On Nov. 13th, 2015, Prof. Dennis Kasper visited Institute of Biophysics (IBP), CAS and gave a lecture entitled Mechanisms Used by the Microbiome to Signal the Immune System. This lecture, which is a part of the special lecture series of Shizhang Bei Lecture of IBP, was hosted by Prof. LIU Zhihua.
Prof. Dennis Kasper received his M. D. from University of Illinois in the USA in 1967. He is currently a professor in the Department of Microbiology and Immunobiology at Harvard Medical School. His groups are mainly interested in the interactions of microbes, both commensals and pathogens, with the immune system, as well as bacterial carbohydrates.

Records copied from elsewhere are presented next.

// tessel-value - Property-based tests for Hash/Eq consistency
// Copyright (c) 2025 Tom Waddington. MIT licensed.

//! Property-based tests for Hash/Eq consistency.
//!
//! Tests the hash contract: if a == b, then hash(a) == hash(b). Map keys
//! and set members rely on it.

use std::collections::hash_map::DefaultHasher;
use std::hash::{Hash, Hasher};

use proptest::prelude::*;
use tessel_value::Value;

fn compute_hash(val: &Value) -> u64 {
    let mut hasher = DefaultHasher::new();
    val.hash(&mut hasher);
    hasher.finish()
}

fn assert_hash_eq_consistent(v1: &Value, v2: &Value, msg: &str) {
    assert_eq!(v1, v2, "{} - values should be equal", msg);
    assert_eq!(
        compute_hash(v1),
        compute_hash(v2),
        "{} - hashes should be equal",
        msg
    );
}

// =============================================================================
// Numbers
// =============================================================================

proptest! {
    #![proptest_config(ProptestConfig::with_cases(200))]

    /// Int and Float that are numerically equal hash the same
    #[test]
    fn int_float_hash_consistency(n in -1_000_000i64..1_000_000) {
        assert_hash_eq_consistent(&Value::int(n), &Value::float(n as f64), "int/float");
    }

    /// Any pair of equal numbers hashes the same, including large ones
    #[test]
    fn equal_numbers_hash_equal(n in any::<i64>(), f in any::<f64>()) {
        let (a, b) = (Value::int(n), Value::float(f));
        if a == b {
            prop_assert_eq!(compute_hash(&a), compute_hash(&b));
        }
        let c = Value::float(n as f64);
        if a == c {
            prop_assert_eq!(compute_hash(&a), compute_hash(&c));
        }
    }

    /// Strings hash by content
    #[test]
    fn string_hash_consistency(s in ".{0,20}") {
        assert_hash_eq_consistent(&Value::string(&s), &Value::string(s.clone()), "string");
    }
}

#[test]
fn test_extreme_integral_floats() {
    let top = Value::float(i64::MAX as f64);
    assert_hash_eq_consistent(&Value::int(i64::MAX), &top, "i64::MAX");
    assert_hash_eq_consistent(&Value::int(i64::MIN), &Value::float(i64::MIN as f64), "i64::MIN");
    assert_hash_eq_consistent(&Value::int(0), &Value::float(-0.0), "negative zero");
}

// =============================================================================
// Keys in containers
// =============================================================================

proptest! {
    #![proptest_config(ProptestConfig::with_cases(100))]

    /// A float key finds the entry stored under the equal int
    #[test]
    fn map_lookup_across_numeric_types(n in -1000i64..1000, v in any::<i64>()) {
        let m = Value::map([(Value::int(n), Value::int(v))]);
        let found = m.as_container().and_then(|c| c.lookup(&Value::float(n as f64)));
        prop_assert_eq!(found, Some(Value::int(v)));
    }

    /// A set holds numerically equal members once
    #[test]
    fn set_dedups_across_numeric_types(n in -1000i64..1000) {
        let set = Value::set([Value::int(n), Value::float(n as f64)]);
        prop_assert_eq!(set.as_container().and_then(|c| c.size()), Some(1));
    }
}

In 2014, Prof. Dennis Kasper’s lab published a Cell paper entitled Sphingolipids from a Symbiotic Microbe Regulate Homeostasis of Host Intestinal Natural Killer T cells. Prof. Dennis Kasper introduced their recent progress on the study of Sphingolipids, including the intestinal microbe Bacteroides fragilis modifies the homeostasis of host invariant natural killer T(iNKT) cells by supplementing the host’s endogenous lipid antigen milieu with unique inhibitory sphingolipids. The process occurs early in life and effectively impedes iNKT cell proliferation during neonatal development. Consequently, total colonic iNKT cell numbers are restricted to adulthood, and hosts are protected against experimental iNKT cell-mediated, oxazolone-induced colitis. In studies where neonatal mice are unavailable to bacterial sphingolipids, Prof. Dennis Kasper’s lab found that treatment with B. fragilis glycosphingolipids reduces colonic iNKT cell numbers and confers protection against oxazolone-induced colitis in adulthood. The results of Prof. Dennis Kasper’s lab suggest that the distinctive inhibitory capacity of GSL-Bf717 and similar molecules may be useful to the treatment of autoimmune and allergic disorders in which iNKT cell activation is destructive.